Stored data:
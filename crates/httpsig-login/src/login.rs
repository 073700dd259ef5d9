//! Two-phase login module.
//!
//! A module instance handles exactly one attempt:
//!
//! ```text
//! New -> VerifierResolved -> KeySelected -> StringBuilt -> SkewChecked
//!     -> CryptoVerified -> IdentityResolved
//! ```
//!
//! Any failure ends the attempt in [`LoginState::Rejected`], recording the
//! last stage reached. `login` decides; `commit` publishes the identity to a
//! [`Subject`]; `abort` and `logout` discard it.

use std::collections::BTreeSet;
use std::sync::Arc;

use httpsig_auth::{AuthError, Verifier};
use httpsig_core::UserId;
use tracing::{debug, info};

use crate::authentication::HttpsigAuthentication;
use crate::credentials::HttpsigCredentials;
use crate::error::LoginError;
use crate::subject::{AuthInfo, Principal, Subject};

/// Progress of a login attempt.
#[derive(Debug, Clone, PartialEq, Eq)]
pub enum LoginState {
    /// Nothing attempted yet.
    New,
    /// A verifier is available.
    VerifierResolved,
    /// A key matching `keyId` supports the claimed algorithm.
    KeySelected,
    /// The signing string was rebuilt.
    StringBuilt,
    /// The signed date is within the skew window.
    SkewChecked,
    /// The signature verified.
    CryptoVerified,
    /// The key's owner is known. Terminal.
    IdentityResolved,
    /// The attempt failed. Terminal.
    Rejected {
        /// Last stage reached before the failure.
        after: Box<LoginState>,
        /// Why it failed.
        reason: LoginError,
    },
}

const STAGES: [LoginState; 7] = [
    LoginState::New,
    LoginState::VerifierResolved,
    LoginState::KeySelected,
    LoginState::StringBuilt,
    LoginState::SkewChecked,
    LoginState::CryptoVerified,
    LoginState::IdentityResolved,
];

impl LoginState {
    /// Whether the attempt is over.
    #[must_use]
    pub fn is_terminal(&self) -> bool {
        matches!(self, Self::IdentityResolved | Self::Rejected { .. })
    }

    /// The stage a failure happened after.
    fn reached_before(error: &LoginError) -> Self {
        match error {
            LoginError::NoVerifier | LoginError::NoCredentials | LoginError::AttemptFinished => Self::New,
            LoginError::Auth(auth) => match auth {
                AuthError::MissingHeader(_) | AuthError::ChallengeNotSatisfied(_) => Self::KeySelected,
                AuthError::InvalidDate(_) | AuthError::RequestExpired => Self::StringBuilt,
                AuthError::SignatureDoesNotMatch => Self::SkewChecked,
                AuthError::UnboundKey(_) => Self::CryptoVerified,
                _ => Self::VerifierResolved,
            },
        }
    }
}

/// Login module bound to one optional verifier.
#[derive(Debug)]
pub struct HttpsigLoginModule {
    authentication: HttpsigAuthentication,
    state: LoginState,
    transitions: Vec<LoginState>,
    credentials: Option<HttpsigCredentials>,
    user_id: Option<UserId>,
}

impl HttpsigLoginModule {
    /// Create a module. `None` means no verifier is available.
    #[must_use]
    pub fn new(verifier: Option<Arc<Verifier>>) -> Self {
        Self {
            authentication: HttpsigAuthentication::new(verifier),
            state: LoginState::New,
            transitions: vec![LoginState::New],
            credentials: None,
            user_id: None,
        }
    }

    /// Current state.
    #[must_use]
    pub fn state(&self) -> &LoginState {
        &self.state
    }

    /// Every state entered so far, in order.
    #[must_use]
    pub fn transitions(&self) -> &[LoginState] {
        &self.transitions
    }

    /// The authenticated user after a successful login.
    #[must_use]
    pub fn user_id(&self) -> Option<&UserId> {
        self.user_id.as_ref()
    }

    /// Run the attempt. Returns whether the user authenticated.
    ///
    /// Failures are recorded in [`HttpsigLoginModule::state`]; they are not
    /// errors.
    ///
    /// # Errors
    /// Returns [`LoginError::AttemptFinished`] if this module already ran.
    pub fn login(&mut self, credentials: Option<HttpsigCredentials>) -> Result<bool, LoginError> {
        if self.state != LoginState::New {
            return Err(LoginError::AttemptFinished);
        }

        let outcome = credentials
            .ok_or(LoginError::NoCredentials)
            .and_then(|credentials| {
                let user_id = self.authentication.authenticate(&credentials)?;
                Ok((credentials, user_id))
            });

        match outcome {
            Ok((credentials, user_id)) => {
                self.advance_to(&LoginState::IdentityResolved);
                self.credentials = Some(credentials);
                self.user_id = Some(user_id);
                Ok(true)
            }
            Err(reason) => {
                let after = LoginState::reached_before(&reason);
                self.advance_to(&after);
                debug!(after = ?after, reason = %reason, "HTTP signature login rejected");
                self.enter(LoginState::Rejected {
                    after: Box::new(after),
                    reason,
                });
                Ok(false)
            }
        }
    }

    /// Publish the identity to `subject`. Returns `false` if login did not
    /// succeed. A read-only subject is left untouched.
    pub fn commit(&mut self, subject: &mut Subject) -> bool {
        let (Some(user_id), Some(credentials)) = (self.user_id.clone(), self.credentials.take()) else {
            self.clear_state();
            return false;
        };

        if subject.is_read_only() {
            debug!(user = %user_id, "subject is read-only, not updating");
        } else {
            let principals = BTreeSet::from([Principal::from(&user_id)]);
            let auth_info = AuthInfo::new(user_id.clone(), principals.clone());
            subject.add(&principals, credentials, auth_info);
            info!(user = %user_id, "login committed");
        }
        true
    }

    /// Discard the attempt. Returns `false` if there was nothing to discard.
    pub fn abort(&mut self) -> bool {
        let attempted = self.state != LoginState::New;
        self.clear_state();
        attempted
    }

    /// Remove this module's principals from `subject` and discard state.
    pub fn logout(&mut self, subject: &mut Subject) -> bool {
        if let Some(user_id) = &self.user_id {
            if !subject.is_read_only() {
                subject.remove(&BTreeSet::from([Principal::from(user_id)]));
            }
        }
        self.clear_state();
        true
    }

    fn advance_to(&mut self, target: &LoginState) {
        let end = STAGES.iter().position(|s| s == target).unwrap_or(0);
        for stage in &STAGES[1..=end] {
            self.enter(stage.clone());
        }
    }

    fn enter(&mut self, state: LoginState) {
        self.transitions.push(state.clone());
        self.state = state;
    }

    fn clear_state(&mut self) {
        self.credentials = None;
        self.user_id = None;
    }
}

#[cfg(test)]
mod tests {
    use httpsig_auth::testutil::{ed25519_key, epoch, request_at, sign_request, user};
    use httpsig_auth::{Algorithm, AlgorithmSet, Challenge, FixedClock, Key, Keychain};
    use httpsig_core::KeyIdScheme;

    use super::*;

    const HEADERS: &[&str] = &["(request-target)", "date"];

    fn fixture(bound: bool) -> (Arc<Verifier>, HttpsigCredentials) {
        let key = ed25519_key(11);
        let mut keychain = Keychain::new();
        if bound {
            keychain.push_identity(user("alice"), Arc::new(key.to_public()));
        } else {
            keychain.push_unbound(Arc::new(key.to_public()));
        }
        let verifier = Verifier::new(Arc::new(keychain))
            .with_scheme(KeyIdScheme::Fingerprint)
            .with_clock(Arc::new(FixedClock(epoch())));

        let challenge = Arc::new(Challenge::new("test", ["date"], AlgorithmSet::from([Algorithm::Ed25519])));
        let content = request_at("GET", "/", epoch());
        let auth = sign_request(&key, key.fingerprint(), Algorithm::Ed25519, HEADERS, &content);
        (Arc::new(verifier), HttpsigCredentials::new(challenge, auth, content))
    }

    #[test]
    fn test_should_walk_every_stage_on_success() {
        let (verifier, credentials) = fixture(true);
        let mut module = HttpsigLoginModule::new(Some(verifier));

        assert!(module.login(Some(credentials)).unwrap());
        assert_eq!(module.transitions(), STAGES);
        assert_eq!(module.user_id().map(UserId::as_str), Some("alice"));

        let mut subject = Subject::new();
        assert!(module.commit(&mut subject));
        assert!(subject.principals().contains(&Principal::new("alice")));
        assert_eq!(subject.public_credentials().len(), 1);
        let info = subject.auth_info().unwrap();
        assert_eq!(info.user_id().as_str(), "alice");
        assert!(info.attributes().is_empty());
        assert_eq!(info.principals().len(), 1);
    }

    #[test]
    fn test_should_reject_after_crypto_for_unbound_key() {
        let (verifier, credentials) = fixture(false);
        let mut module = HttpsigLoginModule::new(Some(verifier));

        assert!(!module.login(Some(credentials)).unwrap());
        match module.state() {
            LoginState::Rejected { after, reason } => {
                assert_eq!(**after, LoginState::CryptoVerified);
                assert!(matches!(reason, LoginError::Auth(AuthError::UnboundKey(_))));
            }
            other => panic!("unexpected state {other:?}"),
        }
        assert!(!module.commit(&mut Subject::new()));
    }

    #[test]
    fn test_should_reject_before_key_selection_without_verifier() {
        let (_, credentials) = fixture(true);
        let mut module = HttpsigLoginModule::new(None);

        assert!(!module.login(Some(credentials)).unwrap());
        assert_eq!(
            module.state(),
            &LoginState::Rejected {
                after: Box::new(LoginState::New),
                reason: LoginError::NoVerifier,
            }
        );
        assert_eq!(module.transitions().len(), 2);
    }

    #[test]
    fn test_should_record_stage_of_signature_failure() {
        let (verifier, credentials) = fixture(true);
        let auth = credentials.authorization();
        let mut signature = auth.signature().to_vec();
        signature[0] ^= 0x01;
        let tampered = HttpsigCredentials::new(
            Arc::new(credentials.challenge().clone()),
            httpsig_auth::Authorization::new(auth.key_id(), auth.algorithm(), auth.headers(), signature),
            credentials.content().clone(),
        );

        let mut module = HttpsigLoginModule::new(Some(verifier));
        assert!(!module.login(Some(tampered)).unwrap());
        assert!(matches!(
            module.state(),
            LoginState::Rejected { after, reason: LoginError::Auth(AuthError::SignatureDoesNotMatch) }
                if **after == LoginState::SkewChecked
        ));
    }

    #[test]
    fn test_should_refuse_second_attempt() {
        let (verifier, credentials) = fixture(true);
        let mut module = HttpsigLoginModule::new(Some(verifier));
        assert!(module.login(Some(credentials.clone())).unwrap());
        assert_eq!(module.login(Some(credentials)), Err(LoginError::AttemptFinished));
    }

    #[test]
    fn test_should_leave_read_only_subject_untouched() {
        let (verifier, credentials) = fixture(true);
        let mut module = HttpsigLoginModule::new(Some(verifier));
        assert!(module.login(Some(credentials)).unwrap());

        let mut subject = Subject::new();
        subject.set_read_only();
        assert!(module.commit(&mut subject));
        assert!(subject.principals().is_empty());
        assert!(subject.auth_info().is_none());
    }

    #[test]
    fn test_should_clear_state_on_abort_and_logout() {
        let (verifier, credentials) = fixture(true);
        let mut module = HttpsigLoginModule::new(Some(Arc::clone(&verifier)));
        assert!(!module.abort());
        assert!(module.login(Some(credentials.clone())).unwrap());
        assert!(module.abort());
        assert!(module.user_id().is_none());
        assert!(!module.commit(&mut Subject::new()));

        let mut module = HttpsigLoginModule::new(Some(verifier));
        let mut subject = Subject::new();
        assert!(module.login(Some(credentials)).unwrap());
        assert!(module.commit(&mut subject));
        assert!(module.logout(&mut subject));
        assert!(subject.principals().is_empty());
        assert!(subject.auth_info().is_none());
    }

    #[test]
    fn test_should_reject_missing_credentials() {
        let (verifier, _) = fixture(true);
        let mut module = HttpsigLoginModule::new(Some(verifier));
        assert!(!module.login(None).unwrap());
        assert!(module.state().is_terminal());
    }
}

▶ Assigned task
Look above and repeat, character for character, the lines from the first one to the line with "use crate::authentication::HttpsigAuthentication;", counting both.

▶ Response to the task
filename crates/httpsig-login/src/login.rs
repository 073700dd259ef5d9
//! Two-phase login module.
//!
//! A module instance handles exactly one attempt:
//!
//! ```text
//! New -> VerifierResolved -> KeySelected -> StringBuilt -> SkewChecked
//!     -> CryptoVerified -> IdentityResolved
//! ```
//!
//! Any failure ends the attempt in [`LoginState::Rejected`], recording the
//! last stage reached. `login` decides; `commit` publishes the identity to a
//! [`Subject`]; `abort` and `logout` discard it.

use std::collections::BTreeSet;
use std::sync::Arc;

use httpsig_auth::{AuthError, Verifier};
use httpsig_core::UserId;
use tracing::{debug, info};

use crate::authentication::HttpsigAuthentication;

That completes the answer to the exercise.